// CLASSIFICATION: COMMUNITY
// Filename: mod.rs · HAL facade v0.1
// Date Modified: 2026-10-18
// Author: Lukas Bower
//
// ─────────────────────────────────────────────────────────────
// PMU runtime · Hardware‑Abstraction Layer (facade)
//
// The runtime never touches hardware directly. Everything it
// needs from the chip and the host OS comes through the traits
// below:
//
//   • `RegisterIo`         – 32-bit register read/write
//   • `FirmwareSource`     – named firmware blob request/release
//   • `DeviceTableParser`  – hardware device table walker
//   • `Platform`           – silicon/emulation and shutdown state
//   • `FalconHal`          – PMU microcontroller primitives
//
// `hal::sim` implements all of them in-process so the runtime
// can be brought up end to end without a GPU.
// ─────────────────────────────────────────────────────────────

use std::fmt;
use std::sync::Arc;

use crate::device::Device;
use crate::error::PmuResult;
use crate::mm::MemRegion;

pub mod sim;

/// Register read/write primitive pair.
pub trait RegisterIo: Send + Sync {
    fn read32(&self, offset: u32) -> u32;
    fn write32(&self, offset: u32, value: u32);
}

/// One firmware file handed out by a [`FirmwareSource`].
pub struct FirmwareBlob {
    name: String,
    data: Vec<u8>,
}

impl FirmwareBlob {
    pub fn new(name: impl Into<String>, data: Vec<u8>) -> Self {
        Self {
            name: name.into(),
            data,
        }
    }

    #[must_use]
    pub fn name(&self) -> &str {
        &self.name
    }

    #[must_use]
    pub fn data(&self) -> &[u8] {
        &self.data
    }

    #[must_use]
    pub fn len(&self) -> usize {
        self.data.len()
    }

    #[must_use]
    pub fn is_empty(&self) -> bool {
        self.data.is_empty()
    }
}

impl fmt::Debug for FirmwareBlob {
    fn fmt(&self, f: &mut fmt::Formatter<'_>) -> fmt::Result {
        f.debug_struct("FirmwareBlob")
            .field("name", &self.name)
            .field("len", &self.data.len())
            .finish()
    }
}

/// Firmware request primitive. Every blob returned by `request` must be
/// handed back through `release` exactly once.
pub trait FirmwareSource: Send + Sync {
    fn request(&self, name: &str) -> Option<Arc<FirmwareBlob>>;
    fn release(&self, blob: Arc<FirmwareBlob>);
}

/// Walks the hardware device table. `cursor` is opaque parser state
/// starting at zero; `None` ends the table.
pub trait DeviceTableParser {
    fn parse_next_device(&mut self, cursor: &mut u32) -> Option<Device>;
}

/// Host platform predicates consulted by every blocking wait.
pub trait Platform: Send + Sync {
    /// False on emulation/FPGA where waits must not time out.
    fn is_silicon(&self) -> bool;
    /// False once the GPU is shutting down.
    fn can_busy(&self) -> bool;
}

/// PMU falcon primitives. Command queues are addressed by their physical
/// index; the message queue has its own head/tail pair.
pub trait FalconHal: Send + Sync {
    fn reset(&self) -> PmuResult<()>;
    fn dmem_size(&self) -> u32;

    fn copy_to_dmem(&self, dst: u32, data: &[u8]) -> PmuResult<()>;
    fn copy_from_dmem(&self, src: u32, buf: &mut [u8]) -> PmuResult<()>;
    fn copy_to_emem(&self, dst: u32, data: &[u8]) -> PmuResult<()>;
    fn copy_from_emem(&self, src: u32, buf: &mut [u8]) -> PmuResult<()>;
    fn copy_to_imem(&self, dst: u32, data: &[u8]) -> PmuResult<()>;

    fn queue_head(&self, index: u32) -> u32;
    fn set_queue_head(&self, index: u32, head: u32);
    fn queue_tail(&self, index: u32) -> u32;
    fn set_queue_tail(&self, index: u32, tail: u32);
    fn msgq_head(&self) -> u32;
    fn set_msgq_head(&self, head: u32);
    fn msgq_tail(&self) -> u32;
    fn set_msgq_tail(&self, tail: u32);

    fn is_interrupted(&self) -> bool;
    fn clear_interrupts(&self);
    fn enable_irq(&self, enable: bool);
    fn clear_halt_intr_status(&self) -> PmuResult<()>;
    fn setup_apertures(&self) -> PmuResult<()>;
    /// Points the falcon at the system-memory surface holding FB queues.
    fn bind_super_surface(&self, surface: Option<MemRegion>);

    /// Non-secure start at `boot_vector`.
    fn bootstrap(&self, boot_vector: u32) -> PmuResult<()>;
    /// Low-security start trigger after the secure setup sequence.
    fn start_secure(&self) -> PmuResult<()>;
    /// Hand the PMU to SEC2 for authenticated bootstrap.
    fn bootstrap_via_sec2(&self) -> PmuResult<()>;
}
::::
### AIM OF THE TASK
Reproduce verbatim only the lines from the one holding "fn dmem_size(&self) -> u32;" through the end of the records.

### SOLUTION TO THIS EXERCISE
    fn dmem_size(&self) -> u32;

    fn copy_to_dmem(&self, dst: u32, data: &[u8]) -> PmuResult<()>;
    fn copy_from_dmem(&self, src: u32, buf: &mut [u8]) -> PmuResult<()>;
    fn copy_to_emem(&self, dst: u32, data: &[u8]) -> PmuResult<()>;
    fn copy_from_emem(&self, src: u32, buf: &mut [u8]) -> PmuResult<()>;
    fn copy_to_imem(&self, dst: u32, data: &[u8]) -> PmuResult<()>;

    fn queue_head(&self, index: u32) -> u32;
    fn set_queue_head(&self, index: u32, head: u32);
    fn queue_tail(&self, index: u32) -> u32;
    fn set_queue_tail(&self, index: u32, tail: u32);
    fn msgq_head(&self) -> u32;
    fn set_msgq_head(&self, head: u32);
    fn msgq_tail(&self) -> u32;
    fn set_msgq_tail(&self, tail: u32);

    fn is_interrupted(&self) -> bool;
    fn clear_interrupts(&self);
    fn enable_irq(&self, enable: bool);
    fn clear_halt_intr_status(&self) -> PmuResult<()>;
    fn setup_apertures(&self) -> PmuResult<()>;
    /// Points the falcon at the system-memory surface holding FB queues.
    fn bind_super_surface(&self, surface: Option<MemRegion>);

    /// Non-secure start at `boot_vector`.
    fn bootstrap(&self, boot_vector: u32) -> PmuResult<()>;
    /// Low-security start trigger after the secure setup sequence.
    fn start_secure(&self) -> PmuResult<()>;
    /// Hand the PMU to SEC2 for authenticated bootstrap.
    fn bootstrap_via_sec2(&self) -> PmuResult<()>;
}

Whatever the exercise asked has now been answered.